▶ EXERCISE BRIEF: Word for word, transcribe the data below from the line with "repository 2fbcf491642a5081" to the line with "at once. Each", keeping both of those lines.

▶ EXTRACTED DATA:
###

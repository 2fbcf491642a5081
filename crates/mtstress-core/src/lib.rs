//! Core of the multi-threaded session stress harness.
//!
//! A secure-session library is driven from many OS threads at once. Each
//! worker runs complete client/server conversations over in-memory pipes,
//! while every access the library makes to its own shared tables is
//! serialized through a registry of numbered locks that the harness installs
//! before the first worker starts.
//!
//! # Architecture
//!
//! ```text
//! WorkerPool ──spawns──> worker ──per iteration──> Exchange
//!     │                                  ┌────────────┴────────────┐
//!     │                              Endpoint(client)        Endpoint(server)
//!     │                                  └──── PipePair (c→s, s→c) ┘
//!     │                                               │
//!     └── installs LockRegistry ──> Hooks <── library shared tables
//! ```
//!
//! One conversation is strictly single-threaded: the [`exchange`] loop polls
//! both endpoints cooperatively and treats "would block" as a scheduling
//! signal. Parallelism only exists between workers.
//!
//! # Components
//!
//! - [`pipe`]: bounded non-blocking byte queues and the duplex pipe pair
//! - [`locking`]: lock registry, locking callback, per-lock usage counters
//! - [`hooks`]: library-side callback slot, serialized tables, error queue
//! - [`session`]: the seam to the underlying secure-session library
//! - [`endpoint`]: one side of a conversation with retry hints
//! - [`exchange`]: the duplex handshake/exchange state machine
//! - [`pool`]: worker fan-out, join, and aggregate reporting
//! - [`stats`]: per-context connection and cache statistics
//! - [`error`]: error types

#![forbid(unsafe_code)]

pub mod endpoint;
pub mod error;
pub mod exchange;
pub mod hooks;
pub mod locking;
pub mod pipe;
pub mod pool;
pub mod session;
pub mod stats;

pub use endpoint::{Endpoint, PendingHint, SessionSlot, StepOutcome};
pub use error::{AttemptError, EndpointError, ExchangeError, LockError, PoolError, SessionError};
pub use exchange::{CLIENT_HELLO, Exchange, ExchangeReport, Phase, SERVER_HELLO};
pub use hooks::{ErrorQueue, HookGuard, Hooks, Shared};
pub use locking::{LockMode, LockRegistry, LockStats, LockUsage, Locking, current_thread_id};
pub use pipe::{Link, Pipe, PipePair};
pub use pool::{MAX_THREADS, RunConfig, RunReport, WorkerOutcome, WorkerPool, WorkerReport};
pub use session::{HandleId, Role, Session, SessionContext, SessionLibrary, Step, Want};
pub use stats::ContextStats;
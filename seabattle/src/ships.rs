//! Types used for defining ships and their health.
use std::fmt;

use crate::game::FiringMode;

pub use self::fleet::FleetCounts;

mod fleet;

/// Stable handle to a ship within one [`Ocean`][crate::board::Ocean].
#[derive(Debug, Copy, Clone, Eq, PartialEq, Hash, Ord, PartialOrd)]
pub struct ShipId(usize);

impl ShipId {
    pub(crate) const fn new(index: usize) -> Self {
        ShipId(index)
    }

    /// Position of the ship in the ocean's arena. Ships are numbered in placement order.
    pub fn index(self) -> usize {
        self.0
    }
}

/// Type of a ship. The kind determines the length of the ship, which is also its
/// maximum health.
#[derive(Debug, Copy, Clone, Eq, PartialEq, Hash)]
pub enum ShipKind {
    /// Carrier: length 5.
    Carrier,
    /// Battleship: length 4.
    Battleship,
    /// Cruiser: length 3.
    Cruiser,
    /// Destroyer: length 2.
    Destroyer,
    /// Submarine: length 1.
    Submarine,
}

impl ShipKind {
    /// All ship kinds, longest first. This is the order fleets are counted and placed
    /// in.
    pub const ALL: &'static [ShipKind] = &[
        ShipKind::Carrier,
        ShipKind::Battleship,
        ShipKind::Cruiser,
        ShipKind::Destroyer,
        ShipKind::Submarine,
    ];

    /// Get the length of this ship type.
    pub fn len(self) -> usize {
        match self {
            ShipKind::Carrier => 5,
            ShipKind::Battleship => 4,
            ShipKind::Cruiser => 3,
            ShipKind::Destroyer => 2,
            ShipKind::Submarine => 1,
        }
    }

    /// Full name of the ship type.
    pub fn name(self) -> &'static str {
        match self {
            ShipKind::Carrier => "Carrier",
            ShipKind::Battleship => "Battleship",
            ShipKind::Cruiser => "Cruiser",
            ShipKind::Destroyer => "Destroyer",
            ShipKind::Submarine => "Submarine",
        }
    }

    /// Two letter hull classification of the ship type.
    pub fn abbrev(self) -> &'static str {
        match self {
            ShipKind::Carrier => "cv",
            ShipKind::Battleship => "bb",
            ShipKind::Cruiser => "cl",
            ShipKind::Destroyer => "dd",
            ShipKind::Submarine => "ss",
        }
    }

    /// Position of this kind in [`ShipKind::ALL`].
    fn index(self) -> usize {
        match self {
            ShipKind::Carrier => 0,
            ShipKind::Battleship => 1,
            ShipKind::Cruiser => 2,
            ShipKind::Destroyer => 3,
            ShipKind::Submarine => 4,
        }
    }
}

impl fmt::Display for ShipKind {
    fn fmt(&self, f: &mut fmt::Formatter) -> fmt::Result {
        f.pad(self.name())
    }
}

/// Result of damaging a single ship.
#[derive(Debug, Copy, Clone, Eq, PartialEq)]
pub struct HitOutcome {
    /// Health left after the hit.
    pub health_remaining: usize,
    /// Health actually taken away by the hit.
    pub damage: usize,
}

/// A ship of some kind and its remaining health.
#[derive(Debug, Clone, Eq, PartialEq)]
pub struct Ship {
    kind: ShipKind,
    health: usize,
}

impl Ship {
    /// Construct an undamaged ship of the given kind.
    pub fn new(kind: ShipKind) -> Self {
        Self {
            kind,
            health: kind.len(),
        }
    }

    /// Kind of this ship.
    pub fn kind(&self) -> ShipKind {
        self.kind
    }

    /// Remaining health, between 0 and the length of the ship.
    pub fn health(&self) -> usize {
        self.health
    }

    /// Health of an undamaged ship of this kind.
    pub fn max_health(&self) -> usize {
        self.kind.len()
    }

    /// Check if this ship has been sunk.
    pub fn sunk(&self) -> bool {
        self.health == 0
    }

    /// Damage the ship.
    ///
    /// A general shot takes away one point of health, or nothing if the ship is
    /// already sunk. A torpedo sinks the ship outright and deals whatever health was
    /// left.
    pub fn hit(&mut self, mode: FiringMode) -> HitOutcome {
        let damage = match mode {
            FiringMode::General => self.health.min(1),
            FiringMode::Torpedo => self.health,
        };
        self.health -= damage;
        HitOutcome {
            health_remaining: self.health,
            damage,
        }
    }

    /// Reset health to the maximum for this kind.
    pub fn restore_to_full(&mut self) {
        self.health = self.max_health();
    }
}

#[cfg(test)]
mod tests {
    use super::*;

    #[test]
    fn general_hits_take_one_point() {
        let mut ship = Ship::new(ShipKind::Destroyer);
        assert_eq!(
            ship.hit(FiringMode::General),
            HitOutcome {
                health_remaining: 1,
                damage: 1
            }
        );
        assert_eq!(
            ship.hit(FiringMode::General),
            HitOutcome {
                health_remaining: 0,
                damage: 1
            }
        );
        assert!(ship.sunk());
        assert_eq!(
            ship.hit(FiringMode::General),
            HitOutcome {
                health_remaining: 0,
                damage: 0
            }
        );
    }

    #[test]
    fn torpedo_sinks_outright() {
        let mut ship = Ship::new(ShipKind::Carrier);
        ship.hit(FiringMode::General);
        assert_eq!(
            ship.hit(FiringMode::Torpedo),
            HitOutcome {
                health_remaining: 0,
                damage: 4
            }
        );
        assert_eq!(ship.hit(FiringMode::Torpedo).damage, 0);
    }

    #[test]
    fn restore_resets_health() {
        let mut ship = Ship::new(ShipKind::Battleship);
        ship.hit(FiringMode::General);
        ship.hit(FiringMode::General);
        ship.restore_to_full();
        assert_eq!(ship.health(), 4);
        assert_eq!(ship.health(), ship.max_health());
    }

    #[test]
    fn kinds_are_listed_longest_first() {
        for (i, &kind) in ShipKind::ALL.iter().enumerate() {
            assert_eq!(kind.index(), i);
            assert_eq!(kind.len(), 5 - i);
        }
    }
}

###

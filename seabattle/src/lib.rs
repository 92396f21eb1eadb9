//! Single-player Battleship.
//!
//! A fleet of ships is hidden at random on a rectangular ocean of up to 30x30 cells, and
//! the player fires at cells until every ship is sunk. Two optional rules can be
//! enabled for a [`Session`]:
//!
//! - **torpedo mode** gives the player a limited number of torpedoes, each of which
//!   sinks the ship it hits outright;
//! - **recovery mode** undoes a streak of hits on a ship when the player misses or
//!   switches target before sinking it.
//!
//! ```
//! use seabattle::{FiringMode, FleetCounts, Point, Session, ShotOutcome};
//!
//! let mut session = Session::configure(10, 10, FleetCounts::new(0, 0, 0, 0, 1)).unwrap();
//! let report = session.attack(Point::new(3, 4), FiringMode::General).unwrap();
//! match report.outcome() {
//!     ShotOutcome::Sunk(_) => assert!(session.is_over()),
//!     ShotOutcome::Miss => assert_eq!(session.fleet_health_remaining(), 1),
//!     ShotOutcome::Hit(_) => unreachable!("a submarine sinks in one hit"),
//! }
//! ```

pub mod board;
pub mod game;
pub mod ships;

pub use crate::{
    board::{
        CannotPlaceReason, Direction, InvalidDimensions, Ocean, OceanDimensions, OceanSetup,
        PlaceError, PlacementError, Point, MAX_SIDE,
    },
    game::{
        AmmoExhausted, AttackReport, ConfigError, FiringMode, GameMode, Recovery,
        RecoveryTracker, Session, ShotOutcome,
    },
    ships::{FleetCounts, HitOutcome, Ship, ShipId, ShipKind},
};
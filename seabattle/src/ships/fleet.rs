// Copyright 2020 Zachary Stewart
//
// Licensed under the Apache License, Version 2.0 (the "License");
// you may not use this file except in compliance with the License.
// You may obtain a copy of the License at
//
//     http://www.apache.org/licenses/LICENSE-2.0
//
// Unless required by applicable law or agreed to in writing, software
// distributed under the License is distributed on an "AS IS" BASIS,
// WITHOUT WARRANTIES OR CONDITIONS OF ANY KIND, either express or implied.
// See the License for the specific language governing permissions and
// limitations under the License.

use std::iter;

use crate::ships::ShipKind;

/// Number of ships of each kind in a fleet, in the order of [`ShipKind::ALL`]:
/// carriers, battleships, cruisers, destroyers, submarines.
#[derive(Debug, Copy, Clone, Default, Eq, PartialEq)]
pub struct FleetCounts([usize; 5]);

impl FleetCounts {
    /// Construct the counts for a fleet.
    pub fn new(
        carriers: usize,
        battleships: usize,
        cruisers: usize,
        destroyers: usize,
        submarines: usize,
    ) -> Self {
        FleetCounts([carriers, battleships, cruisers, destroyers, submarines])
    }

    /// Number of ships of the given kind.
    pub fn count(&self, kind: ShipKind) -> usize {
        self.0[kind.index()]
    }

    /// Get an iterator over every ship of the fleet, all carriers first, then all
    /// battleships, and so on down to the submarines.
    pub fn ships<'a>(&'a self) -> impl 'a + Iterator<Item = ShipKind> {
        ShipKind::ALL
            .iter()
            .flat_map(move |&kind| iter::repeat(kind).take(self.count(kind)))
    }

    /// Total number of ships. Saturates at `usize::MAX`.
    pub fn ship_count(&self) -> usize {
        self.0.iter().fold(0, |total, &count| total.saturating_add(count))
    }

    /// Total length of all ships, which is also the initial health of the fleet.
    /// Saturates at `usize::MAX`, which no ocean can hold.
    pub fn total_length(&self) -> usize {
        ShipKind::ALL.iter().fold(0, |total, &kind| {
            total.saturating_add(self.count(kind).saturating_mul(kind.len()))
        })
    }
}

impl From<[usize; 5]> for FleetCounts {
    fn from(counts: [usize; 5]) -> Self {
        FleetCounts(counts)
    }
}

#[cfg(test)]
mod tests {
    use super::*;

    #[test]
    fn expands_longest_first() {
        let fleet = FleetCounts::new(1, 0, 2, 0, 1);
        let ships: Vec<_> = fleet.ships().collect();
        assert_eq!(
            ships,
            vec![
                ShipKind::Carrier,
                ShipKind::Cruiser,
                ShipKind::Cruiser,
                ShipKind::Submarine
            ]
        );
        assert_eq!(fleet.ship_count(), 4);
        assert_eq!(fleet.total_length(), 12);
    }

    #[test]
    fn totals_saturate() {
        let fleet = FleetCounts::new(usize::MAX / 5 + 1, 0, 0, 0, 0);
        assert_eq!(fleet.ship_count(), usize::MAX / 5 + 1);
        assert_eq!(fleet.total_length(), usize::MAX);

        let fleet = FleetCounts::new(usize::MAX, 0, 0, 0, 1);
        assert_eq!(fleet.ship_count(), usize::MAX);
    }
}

###

▶ ANSWER TO THIS EXERCISE:
repository 2fbcf491642a5081
filename crates/mtstress-core/src/lib.rs
//! Core of the multi-threaded session stress harness.
//!
//! A secure-session library is driven from many OS threads at once. Each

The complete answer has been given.